╭─ Entries supplied

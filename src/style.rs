//! Style configuration for the picker.
//!
//! [`PickerStyle`] is a plain value: every builder method returns a
//! modified copy, so deriving several styles from one default can never
//! make them interfere.

use ratatui::style::Color;
use ratatui::widgets::Padding;

/// Fill of the default indicator.
#[derive(Debug, Clone, Copy, PartialEq)]
pub enum Fill {
    Solid(Color),
    /// Horizontal two-stop gradient, `from` at the left edge to `to` at
    /// the right.
    Gradient { from: Color, to: Color },
}

impl Fill {
    /// Color at position `t` in `[0, 1]` across the indicator's width.
    pub fn color_at(&self, t: f64) -> Color {
        match *self {
            Fill::Solid(color) => color,
            Fill::Gradient { from, to } => blend(from, to, t),
        }
    }
}

fn rgb(color: Color) -> Option<(u8, u8, u8)> {
    match color {
        Color::Rgb(r, g, b) => Some((r, g, b)),
        _ => None,
    }
}

/// Interpolate between two colors. Only RGB colors can be mixed; palette
/// colors switch over at the midpoint.
fn blend(from: Color, to: Color, t: f64) -> Color {
    let t = t.clamp(0.0, 1.0);
    match (rgb(from), rgb(to)) {
        (Some((r0, g0, b0)), Some((r1, g1, b1))) => {
            let mix = |a: u8, b: u8| (f64::from(a) + (f64::from(b) - f64::from(a)) * t).round() as u8;
            Color::Rgb(mix(r0, r1), mix(g0, g1), mix(b0, b1))
        }
        _ if t < 0.5 => from,
        _ => to,
    }
}

/// Presentation parameters for a [`SegmentedPicker`](crate::SegmentedPicker).
///
/// Corner radius maps onto the cell grid as square (`0`) versus rounded
/// (`>= 1`) border glyphs and indicator end caps; the numeric knob is kept
/// for callers that share style values across frontends.
#[derive(Debug, Clone, PartialEq)]
pub struct PickerStyle {
    /// Total control height in rows. Controls at least 3 rows tall draw a
    /// border around the background; shorter ones are a plain fill.
    pub height: u16,
    /// Explicit width override. `None` takes the full container width.
    pub width: Option<u16>,
    pub corner_radius: u16,
    pub background_color: Color,
    pub indicator_fill: Fill,
    /// Inset of the default indicator from its slot's bounds.
    pub indicator_padding: Padding,
    /// Inset of the slot row from the control's background.
    pub inner_padding: Padding,
}

impl Default for PickerStyle {
    fn default() -> Self {
        Self {
            height: 3,
            width: None,
            corner_radius: 1,
            background_color: Color::Rgb(40, 40, 40),
            indicator_fill: Fill::Solid(Color::Blue),
            indicator_padding: Padding::ZERO,
            inner_padding: Padding::horizontal(1),
        }
    }
}

impl PickerStyle {
    pub fn new() -> Self {
        Self::default()
    }

    pub fn height(mut self, height: u16) -> Self {
        self.height = height;
        self
    }

    pub fn width(mut self, width: u16) -> Self {
        self.width = Some(width);
        self
    }

    pub fn corner_radius(mut self, radius: u16) -> Self {
        self.corner_radius = radius;
        self
    }

    pub fn background_color(mut self, color: Color) -> Self {
        self.background_color = color;
        self
    }

    pub fn indicator_fill(mut self, fill: Fill) -> Self {
        self.indicator_fill = fill;
        self
    }

    pub fn indicator_padding(mut self, padding: Padding) -> Self {
        self.indicator_padding = padding;
        self
    }

    pub fn inner_padding(mut self, padding: Padding) -> Self {
        self.inner_padding = padding;
        self
    }
}

#[cfg(test)]
mod tests {
    use super::*;

    #[test]
    fn builders_return_independent_copies() {
        let base = PickerStyle::default();
        let rounded = base.clone().corner_radius(7);
        let very_rounded = base.clone().corner_radius(20);

        assert_eq!(base.corner_radius, 1);
        assert_eq!(rounded.corner_radius, 7);
        assert_eq!(very_rounded.corner_radius, 20);
        assert_ne!(rounded, very_rounded);
    }

    #[test]
    fn solid_fill_ignores_position() {
        let fill = Fill::Solid(Color::Blue);
        assert_eq!(fill.color_at(0.0), Color::Blue);
        assert_eq!(fill.color_at(1.0), Color::Blue);
    }

    #[test]
    fn gradient_hits_both_endpoints() {
        let fill = Fill::Gradient {
            from: Color::Rgb(0, 0, 0),
            to: Color::Rgb(200, 100, 50),
        };
        assert_eq!(fill.color_at(0.0), Color::Rgb(0, 0, 0));
        assert_eq!(fill.color_at(1.0), Color::Rgb(200, 100, 50));
        assert_eq!(fill.color_at(0.5), Color::Rgb(100, 50, 25));
    }

    #[test]
    fn gradient_of_palette_colors_switches_at_midpoint() {
        let fill = Fill::Gradient {
            from: Color::Blue,
            to: Color::Red,
        };
        assert_eq!(fill.color_at(0.2), Color::Blue);
        assert_eq!(fill.color_at(0.8), Color::Red);
    }
}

╰─

* **What this task involves**
Every line with the string "derive" in the material should be returned.

* **Task output**
#[derive(Debug, Clone, Copy, PartialEq)]
#[derive(Debug, Clone, PartialEq)]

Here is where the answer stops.